5. I got my herr done at a Dominican shop where no one spoke English.  And it was only 20 bucks!

6. I ate 1/2 a pizza in Brooklyn, then walked across the Brooklyn bridge.

7. I accidentally fell asleep on the subway, but miraculously woke up just as the train pulled into my stop!

8. I went grocery shopping in Harlem... by myself.

9. I got annoyed when 2 people were walking too slowly in front of me. 

10. I giggle a little inside everytime I see people with fold out maps, brochures, and fanny packs.

Sunday, August 1, 2010

And 5-6-7-8...

I took my first dance class on Friday.  Our orientation doesn't officially start until Monday, but I was getting nervous since I didn't dance all summer.  I took a ballet class, and it was incredible.  In Houston, when you take "Adult Classes", they basically assume that you are just there because you used to love dancing and you just want to stay in shape.  There's not really a lot of emphasis on you actually growing as an individual.  I guess they just assume that you aren't there to get a ton of corrections, you just want to sweat for an hour and a half, then be on your way.

This class that I took on Friday reminded me of what it was like when I used to dance as a teenager.  At first I was terrified because my teacher's mind tended to wander a lot, so she was a bit hard to follow.  For the first few exercsises, she would quickly rattle off the steps to a combination (without showing it to us): "Tendu 1, close 2, tendue 3, close 4, degage 5, and-a-6, posse 7, close 8. Same thing, en croix, front, side, back, side... then cambre forward, cambre backward... releve balance, and hold..."  And then mid-sentence she'd get distracted and give an elaborate analogy about some part of the body.  But then instead of returning to her instructions for the exercise, she'd just say, "Ok, and here we go, 5-6-7-8."  And all of a sudden we were supposed to recall the rapid instructions she had given 5 minutes ago!  Nevertheless, I eventually caught on to her style, and I began to thoroughly appreciate her side conversations, as they gave my muscles a chance to recover and my brain a chance to process.  

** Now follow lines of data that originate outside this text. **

/*!
# Synchronization Core

Keeps one live document converged with a remote text value without ever
interrupting the user mid-edit.

## Architecture Overview

### 1. Block Alignment (`signature.rs`, `diff.rs`)

- Every top-level block gets a [`BlockSignature`]: kind label plus
  whitespace-normalized content, hashed
- Two block sequences are aligned by interning signatures into
  private-use characters and running a character diff over the encoded
  strings
- The result is a partition of both sequences into equal, insert, and
  delete chunks

### 2. Tree Patching (`patch.rs`)

- Applies an alignment to the live [`Document`](crate::editing::Document)
  inside one batch scope
- Equal blocks keep their `Arc` allocation; only inserted and deleted
  ranges touch the tree

### 3. Position Remapping (`remap.rs`, `sentinel.rs`)

- Block-level: carries a [`Point`](crate::editing::Point) across an
  alignment, exact through equal chunks, clamped to the nearest
  surviving block otherwise
- Character-level: marks offsets with noncharacter sentinels, diffs the
  marked text against the new text, and reads each sentinel's landing
  position out of the diff

### 4. Reconciliation (`merge.rs`, `session.rs`)

- [`three_way_merge`] folds remote edits into the local text through the
  last agreed baseline, keeping both sides on conflict
- [`SyncSession`] schedules the whole pipeline: remote values defer
  while the user is active or typing, local edits save after a quiet
  period, and every timer is driven by injected instants
*/

// Module exports
pub mod diff;
pub mod merge;
pub mod patch;
pub mod remap;
pub mod sentinel;
pub mod session;
pub mod signature;

// Public API re-exports
pub use diff::{ChunkOp, DiffChunk, diff_blocks};
pub use merge::three_way_merge;
pub use patch::{PatchOutcome, apply_patch};
pub use remap::{RemappedPoint, remap_point, remap_selection};
pub use sentinel::{RemappedRange, remap_offset, remap_offsets, remap_range};
pub use session::{EditorHost, SyncEffect, SyncSession, SyncState};
pub use signature::BlockSignature;
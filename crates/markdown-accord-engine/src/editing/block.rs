use serde::{Deserialize, Serialize};

/// Kind tag for a block node, carrying kind-specific attributes.
///
/// The kind participates in block identity for alignment purposes: two
/// blocks with the same text but different kinds (say a paragraph and an
/// H2 with identical words) are never treated as the same block.
#[derive(Debug, Clone, PartialEq, Eq, Serialize, Deserialize)]
pub enum BlockKind {
    Paragraph,
    Heading { level: u8 },
    BulletList,
    NumberedList { start: u64 },
    ListItem,
    CodeFence { lang: Option<String> },
    BlockQuote,
    ThematicBreak,
}

/// A run of inline text. Inline markup (emphasis, links, escapes) is kept
/// verbatim in `text`; rendering it is the surface's concern.
#[derive(Debug, Clone, PartialEq, Serialize, Deserialize)]
pub struct TextSpan {
    pub text: String,
}

impl TextSpan {
    pub fn new(text: impl Into<String>) -> Self {
        Self { text: text.into() }
    }

    /// Length in characters, not bytes. All offsets in this crate are
    /// character offsets.
    pub fn char_len(&self) -> usize {
        self.text.chars().count()
    }
}

/// One child slot of a block: either a nested block or an inline text run.
#[derive(Debug, Clone, PartialEq, Serialize, Deserialize)]
pub enum Node {
    Block(Block),
    Text(TextSpan),
}

impl Node {
    pub fn as_block(&self) -> Option<&Block> {
        match self {
            Node::Block(block) => Some(block),
            Node::Text(_) => None,
        }
    }

    pub fn as_text(&self) -> Option<&TextSpan> {
        match self {
            Node::Text(span) => Some(span),
            Node::Block(_) => None,
        }
    }
}

/// A node of the document tree and the unit of diffing.
///
/// Identity is structural: two blocks are "the same" if their signatures
/// match, never because they are the same allocation. Top-level blocks are
/// shared behind `Arc`, so an unchanged block survives a sync pass with its
/// allocation (and any caret inside it) untouched.
#[derive(Debug, Clone, PartialEq, Serialize, Deserialize)]
pub struct Block {
    pub kind: BlockKind,
    pub children: Vec<Node>,
}

impl Block {
    pub fn new(kind: BlockKind, children: Vec<Node>) -> Self {
        Self { kind, children }
    }

    pub fn paragraph(text: impl Into<String>) -> Self {
        Self::with_text(BlockKind::Paragraph, text)
    }

    pub fn heading(level: u8, text: impl Into<String>) -> Self {
        Self::with_text(BlockKind::Heading { level }, text)
    }

    pub fn code_fence(lang: Option<&str>, code: impl Into<String>) -> Self {
        Self::with_text(
            BlockKind::CodeFence {
                lang: lang.map(str::to_owned),
            },
            code,
        )
    }

    pub fn list_item(text: impl Into<String>) -> Self {
        Self::with_text(BlockKind::ListItem, text)
    }

    pub fn bullet_list(items: Vec<Block>) -> Self {
        Self::new(BlockKind::BulletList, items.into_iter().map(Node::Block).collect())
    }

    pub fn numbered_list(start: u64, items: Vec<Block>) -> Self {
        Self::new(
            BlockKind::NumberedList { start },
            items.into_iter().map(Node::Block).collect(),
        )
    }

    pub fn quote(children: Vec<Block>) -> Self {
        Self::new(BlockKind::BlockQuote, children.into_iter().map(Node::Block).collect())
    }

    pub fn thematic_break() -> Self {
        Self::new(BlockKind::ThematicBreak, Vec::new())
    }

    fn with_text(kind: BlockKind, text: impl Into<String>) -> Self {
        let text = text.into();
        let children = if text.is_empty() {
            Vec::new()
        } else {
            vec![Node::Text(TextSpan::new(text))]
        };
        Self::new(kind, children)
    }

    /// Concatenated text of every descendant text span, in document order.
    pub fn text(&self) -> String {
        let mut out = String::new();
        collect_text(&self.children, &mut out);
        out
    }

    /// Total character count of the block's text content.
    pub fn char_len(&self) -> usize {
        self.text_leaves().iter().map(|(_, len)| len).sum()
    }

    /// Paths (relative to this block) and character lengths of every text
    /// leaf, in document order.
    pub fn text_leaves(&self) -> Vec<(Vec<usize>, usize)> {
        let mut leaves = Vec::new();
        let mut prefix = Vec::new();
        collect_leaves(&self.children, &mut prefix, &mut leaves);
        leaves
    }

    /// Locate the leaf containing the given flattened text offset.
    ///
    /// Returns the leaf path (relative to this block) and the offset within
    /// that leaf, clamping past-the-end offsets to the final leaf's end.
    /// `None` when the block has no text leaves at all.
    pub fn point_at_text_offset(&self, offset: usize) -> Option<(Vec<usize>, usize)> {
        let leaves = self.text_leaves();
        let mut consumed = 0;
        for (path, len) in &leaves {
            if offset <= consumed + len {
                return Some((path.clone(), offset - consumed));
            }
            consumed += len;
        }
        leaves
            .last()
            .map(|(path, len)| (path.clone(), *len))
    }

    /// Flatten a leaf-relative position into an offset over the block's
    /// concatenated text. `None` when `leaf_path` is not a text leaf of
    /// this block.
    pub fn text_offset_of(&self, leaf_path: &[usize], offset: usize) -> Option<usize> {
        let mut consumed = 0;
        for (path, len) in self.text_leaves() {
            if path == leaf_path {
                return Some(consumed + offset.min(len));
            }
            consumed += len;
        }
        None
    }
}

fn collect_text(children: &[Node], out: &mut String) {
    for node in children {
        match node {
            Node::Text(span) => out.push_str(&span.text),
            Node::Block(block) => collect_text(&block.children, out),
        }
    }
}

fn collect_leaves(children: &[Node], prefix: &mut Vec<usize>, out: &mut Vec<(Vec<usize>, usize)>) {
    for (index, node) in children.iter().enumerate() {
        prefix.push(index);
        match node {
            Node::Text(span) => out.push((prefix.clone(), span.char_len())),
            Node::Block(block) => collect_leaves(&block.children, prefix, out),
        }
        prefix.pop();
    }
}

/// Byte index of the `char_offset`-th character of `s`, clamped to `s.len()`.
pub(crate) fn byte_of_char(s: &str, char_offset: usize) -> usize {
    s.char_indices()
        .nth(char_offset)
        .map(|(byte, _)| byte)
        .unwrap_or(s.len())
}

Anyways, what I most loved about her, was her commitment to correcting us and actually helping us to grow as dancers.  During each exercise, she'd walk around giving each student individual feedback: pushing down on our shoulders, rotating our hips, pulling at our legs, etc.  By the end of class she was addressing me by name, or sometimes affectionately calling me "The Southerner."  At one point, I apparently was trying to force my rotation from my knees rather than my hip socket, so she had the whole class lie on the floor, touching our hip bones, and identifying our "true rotations."  :) She was a wonderful teacher, and I'll hopefully be taking her class regularly.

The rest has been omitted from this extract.